-- ENTRIES SHOWN follows --

use rand::prelude::*;
use serde::{Deserialize, Serialize};

/// Spawn odds and values indexed by the revealed cell's adjacency count.
///
/// Cells next to more mines spawn energy more often and carry more of it.
#[derive(Clone, Debug, PartialEq, Serialize, Deserialize)]
#[serde(default)]
pub struct WarpSchedule {
    pub spawn_rate: [f64; 9],
    pub spawn_value: [f64; 9],
}

impl Default for WarpSchedule {
    fn default() -> Self {
        Self {
            spawn_rate: [
                0.0002, 0.0005, 0.0010, 0.0019, 0.0039, 0.0156, 0.0625, 0.25, 1.0,
            ],
            spawn_value: [0.125, 0.25, 0.5, 1.0, 2.0, 4.0, 8.0, 16.0, 32.0],
        }
    }
}

impl WarpSchedule {
    /// Rates outside `[0, 1]` and negative values are clamped so a hand-edited
    /// config cannot break spawning.
    pub fn sanitized(mut self) -> Self {
        for rate in &mut self.spawn_rate {
            *rate = if rate.is_nan() { 0.0 } else { rate.clamp(0.0, 1.0) };
        }
        for value in &mut self.spawn_value {
            *value = if value.is_nan() { 0.0 } else { value.max(0.0) };
        }
        self
    }
}

/// Rolls energy for freshly revealed cells.
#[derive(Clone, Debug)]
pub struct EnergySpawner {
    schedule: WarpSchedule,
    rng: SmallRng,
}

impl EnergySpawner {
    pub fn new(schedule: WarpSchedule, seed: u64) -> Self {
        Self {
            schedule: schedule.sanitized(),
            rng: SmallRng::seed_from_u64(seed),
        }
    }

    pub fn schedule(&self) -> &WarpSchedule {
        &self.schedule
    }

    /// Energy spawned on a cell revealed with adjacency `count`, if any.
    pub fn roll(&mut self, count: u8) -> Option<f64> {
        let index = usize::from(count);
        let rate = *self.schedule.spawn_rate.get(index)?;
        let value = *self.schedule.spawn_value.get(index)?;

        (value > 0.0 && self.rng.random_bool(rate)).then_some(value)
    }
}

-- ENTRIES SHOWN concluded --

■ EXERCISE DIRECTIONS ■
Counting the line that contains "let rate = *self.schedule.spawn_rate.get(index)?;" as the first, copy exactly every line through the end of the records, and nothing else.

■ WRITTEN SOLUTION ■
        let rate = *self.schedule.spawn_rate.get(index)?;
        let value = *self.schedule.spawn_value.get(index)?;

        (value > 0.0 && self.rng.random_bool(rate)).then_some(value)
    }
}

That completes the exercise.